The Duranty story is from the Times stable and is as ancient as 1932 but became news because only three months ago the Pulitzer Prize board had decided not to revoke a prize it had awarded Duranty for his Moscow reporting despite nationwide protest by Ukrainian immigrants in America who were observing the 70th anniversary of the death of millions of Ukrainians due to starvation in Stalinist Russia. On the Times refusal to disown Duranty, National Review Online columnist Andrew Stuttaford said, "The 1932 Pulitzer, the prize about which The New York Times was so proud for so long, was won by a liar and a fraud, won by a journalist for whom genocide was not news that was fit to print, won by a journalist who by his silence made his newspaper an accomplice to mass murder. 

Here are some of Duranty’s lies listed by Arnold Beichman in the Weekly Standard: 

"There is no famine or actual starvation, nor is there likely to be."  (Page 1, NYT, Nov. 15, 1931). 

"Any report of a famine in Russia is today an exaggeration or malignant propaganda." (NYT, Aug.23, 1933). 

"There is no actual starvation or deaths from starvation but there is widespread mortality from diseases due to malnutrition." (Page 13, NYT, Mar.31, 1933). 

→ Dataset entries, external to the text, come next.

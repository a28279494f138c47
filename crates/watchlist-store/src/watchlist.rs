use std::collections::HashMap;
use std::sync::Arc;

use airing_core::{
    Clock, KeyValueStore, MediaId, NewTrackedItem, PartialRecord, TrackedItem, WatchError,
    WatchResult,
};
use tokio::sync::Mutex;

use crate::{LAST_UPDATE_KEY, WATCHLIST_KEY};

/// Ordered, id-unique collection of tracked items persisted under one key.
///
/// Every mutation is a full read-modify-write of the list, serialized by
/// `write_lock` so a refresh merge and a user add/remove never interleave.
pub struct WatchlistStore {
    kv: Arc<dyn KeyValueStore>,
    clock: Arc<dyn Clock>,
    write_lock: Mutex<()>,
}

impl WatchlistStore {
    pub fn new(kv: Arc<dyn KeyValueStore>, clock: Arc<dyn Clock>) -> Self {
        Self {
            kv,
            clock,
            write_lock: Mutex::new(()),
        }
    }

    async fn load(&self) -> WatchResult<Vec<TrackedItem>> {
        match self.kv.get(WATCHLIST_KEY).await? {
            Some(value) => serde_json::from_value(value)
                .map_err(|e| WatchError::Storage(format!("corrupt watchlist: {e}"))),
            None => Ok(Vec::new()),
        }
    }

    async fn save(&self, items: &[TrackedItem]) -> WatchResult<()> {
        let value =
            serde_json::to_value(items).map_err(|e| WatchError::Storage(e.to_string()))?;
        self.kv.set(WATCHLIST_KEY, value).await
    }

    /// Snapshot in insertion order.
    pub async fn list(&self) -> WatchResult<Vec<TrackedItem>> {
        self.load().await
    }

    pub async fn ids(&self) -> WatchResult<Vec<MediaId>> {
        Ok(self.load().await?.iter().map(|item| item.id).collect())
    }

    /// Append a new item. Returns false (and writes nothing) if the id is already tracked.
    pub async fn add(&self, item: NewTrackedItem) -> WatchResult<bool> {
        let _guard = self.write_lock.lock().await;
        let mut items = self.load().await?;
        if items.iter().any(|existing| existing.id == item.id) {
            tracing::debug!(media_id = item.id, "Already on watchlist");
            return Ok(false);
        }

        let media_id = item.id;
        items.push(TrackedItem::from_new(item, self.clock.now_millis()));
        self.save(&items).await?;
        tracing::info!(media_id, "Added to watchlist");
        Ok(true)
    }

    /// Returns true if an item was removed.
    pub async fn remove(&self, id: MediaId) -> WatchResult<bool> {
        let _guard = self.write_lock.lock().await;
        let mut items = self.load().await?;
        let before = items.len();
        items.retain(|item| item.id != id);
        if items.len() == before {
            return Ok(false);
        }

        self.save(&items).await?;
        tracing::info!(media_id = id, "Removed from watchlist");
        Ok(true)
    }

    /// Overlay refreshed fields onto tracked items present in `records`.
    ///
    /// Never adds, removes or reorders entries. Returns the number of items updated.
    pub async fn merge_refresh(&self, records: &HashMap<MediaId, PartialRecord>) -> WatchResult<usize> {
        let _guard = self.write_lock.lock().await;
        let mut items = self.load().await?;
        let now = self.clock.now_millis();

        let mut updated = 0;
        for item in items.iter_mut() {
            if let Some(record) = records.get(&item.id) {
                item.apply_refresh(record, now);
                updated += 1;
            }
        }

        if updated > 0 {
            self.save(&items).await?;
        }
        Ok(updated)
    }

    /// Epoch millis of the last completed refresh cycle, if any.
    pub async fn last_update(&self) -> WatchResult<Option<i64>> {
        Ok(self
            .kv
            .get(LAST_UPDATE_KEY)
            .await?
            .and_then(|value| value.as_i64()))
    }

    pub async fn record_update(&self) -> WatchResult<i64> {
        let now = self.clock.now_millis();
        self.kv.set(LAST_UPDATE_KEY, serde_json::Value::from(now)).await?;
        Ok(now)
    }
}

"Enemies and foreign critics can say what they please. Weaklings and despondents at home may groan under the burden, but the youth and the strength of the Russian people is essentially at one with the Kremlin’s program, believes it worthwhile and supports it, however hard be the sledding."  (Page 6, NYT, Dec.9, 1932). 

One really does not know how many Pulitzer frauds are waiting to be uncovered and how many star reporters have built their reputation on pure fiction. In India, the denials that newspapers condescend to publish indicate the tip of the iceberg but hardly anyone is interested in going beyond the tip and uncover the fraud. Some of the reports of the Press Council too are a pointer to such journalistic sins. The silence on such public deception points to an unwritten understanding among the media and journalists to suppress uncomfortable truths. Top newsmen in India know malpractices in their newspapers but they know the value of silence.